> _The problem_
Copy out each line of the data that holds the string "subscribe".

Items from a dataset:

------------

//! 按 key 前缀去重的 watch 管理

use std::sync::Arc;
use std::sync::atomic::{AtomicUsize, Ordering};

use dashmap::DashMap;
use dashmap::mapref::entry::Entry;
use tokio::sync::broadcast;
use tokio_util::sync::CancellationToken;
use tracing::{debug, info};

use super::instance::MicroserviceInstance;
use crate::registry::microservice::Microservice;

const UPDATE_CAPACITY: usize = 16;

/// 一次刷新读到的前缀下完整内容
#[derive(Debug, Clone, Default, PartialEq, Eq)]
pub struct WatchUpdate {
    pub instances: Vec<MicroserviceInstance>,
    pub microservices: Vec<Microservice>,
}

/// 交给 watch 任务的发布端
#[derive(Debug, Clone)]
pub struct WatchFeed {
    cancel: CancellationToken,
    updates: broadcast::Sender<Arc<WatchUpdate>>,
}

impl WatchFeed {
    pub fn cancellation(&self) -> CancellationToken {
        self.cancel.clone()
    }

    pub fn is_cancelled(&self) -> bool {
        self.cancel.is_cancelled()
    }

    /// 推送给所有订阅者，返回收到的订阅者数量
    pub fn publish(&self, update: WatchUpdate) -> usize {
        self.updates.send(Arc::new(update)).unwrap_or(0)
    }
}

/// 一条 watch 流的句柄
///
/// 共享同一前缀的每个持有者各自 [`subscribe`](Self::subscribe)，都会收到 watch 推送。
#[derive(Debug)]
pub struct WatchHandle {
    prefix: String,
    refs: AtomicUsize,
    feed: WatchFeed,
}

impl WatchHandle {
    pub fn prefix(&self) -> &str {
        &self.prefix
    }

    pub fn ref_count(&self) -> usize {
        self.refs.load(Ordering::SeqCst)
    }

    pub fn is_cancelled(&self) -> bool {
        self.feed.is_cancelled()
    }

    pub fn subscribe(&self) -> broadcast::Receiver<Arc<WatchUpdate>> {
        self.feed.updates.subscribe()
    }
}

/// watch 管理器
///
/// 每个前缀最多一条 watch 流。检查与创建在同一个 map 分片锁内完成，
/// 并发的首次调用只会触发一次 `start`。
#[derive(Debug, Default)]
pub struct WatchManager {
    watches: DashMap<String, Arc<WatchHandle>>,
}

impl WatchManager {
    pub fn new() -> Self {
        Self::default()
    }

    /// 获取前缀对应的 watch，不存在时调用 `start` 创建
    ///
    /// `start` 在分片锁内执行，只能做非阻塞的工作（例如 `tokio::spawn`）。
    pub fn acquire<F>(&self, prefix: &str, start: F) -> Arc<WatchHandle>
    where
        F: FnOnce(&str, WatchFeed),
    {
        let entry = self.watches.entry(prefix.to_string()).or_insert_with(|| {
            let (updates, _) = broadcast::channel(UPDATE_CAPACITY);
            let feed = WatchFeed {
                cancel: CancellationToken::new(),
                updates,
            };
            start(prefix, feed.clone());
            info!(prefix = %prefix, "Watch created");
            Arc::new(WatchHandle {
                prefix: prefix.to_string(),
                refs: AtomicUsize::new(0),
                feed,
            })
        });
        entry.refs.fetch_add(1, Ordering::SeqCst);
        entry.value().clone()
    }

    /// 释放一次引用，最后一个引用释放时取消 watch
    pub fn release(&self, prefix: &str) {
        if let Entry::Occupied(entry) = self.watches.entry(prefix.to_string()) {
            if entry.get().refs.fetch_sub(1, Ordering::SeqCst) <= 1 {
                entry.get().feed.cancel.cancel();
                entry.remove();
                debug!(prefix = %prefix, "Watch cancelled");
            }
        }
    }

    pub fn contains(&self, prefix: &str) -> bool {
        self.watches.contains_key(prefix)
    }

    pub fn len(&self) -> usize {
        self.watches.len()
    }

    pub fn is_empty(&self) -> bool {
        self.watches.is_empty()
    }

    /// 取消全部 watch
    pub fn shutdown(&self) {
        for entry in self.watches.iter() {
            entry.feed.cancel.cancel();
        }
        self.watches.clear();
    }
}

#[cfg(test)]
mod tests {
    use super::*;

    #[test]
    fn last_release_cancels() {
        let manager = WatchManager::new();
        let first = manager.acquire("/a/", |_, _| {});
        let second = manager.acquire("/a/", |_, _| panic!("watch started twice"));
        assert!(Arc::ptr_eq(&first, &second));
        assert_eq!(first.ref_count(), 2);

        manager.release("/a/");
        assert!(!first.is_cancelled());
        manager.release("/a/");
        assert!(first.is_cancelled());
        assert!(manager.is_empty());
    }

    #[tokio::test]
    async fn every_holder_receives_updates() {
        let manager = WatchManager::new();
        let mut feed = None;
        let first = manager.acquire("/a/", |_, f| feed = Some(f));
        let second = manager.acquire("/a/", |_, _| panic!("watch started twice"));
        let feed = feed.unwrap();

        let mut first_rx = first.subscribe();
        let mut second_rx = second.subscribe();
        let update = WatchUpdate {
            instances: vec![MicroserviceInstance::new("host")],
            microservices: Vec::new(),
        };
        assert_eq!(feed.publish(update.clone()), 2);
        assert_eq!(*first_rx.recv().await.unwrap(), update);
        assert_eq!(*second_rx.recv().await.unwrap(), update);

        // 创建者释放后，剩余持有者仍能收到推送
        drop(first_rx);
        manager.release("/a/");
        assert!(!feed.is_cancelled());
        assert_eq!(feed.publish(WatchUpdate::default()), 1);
        assert!(second_rx.recv().await.unwrap().instances.is_empty());
    }
}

------------

> _Task output_
/// 共享同一前缀的每个持有者各自 [`subscribe`](Self::subscribe)，都会收到 watch 推送。
    pub fn subscribe(&self) -> broadcast::Receiver<Arc<WatchUpdate>> {
        self.feed.updates.subscribe()
        let mut first_rx = first.subscribe();
        let mut second_rx = second.subscribe();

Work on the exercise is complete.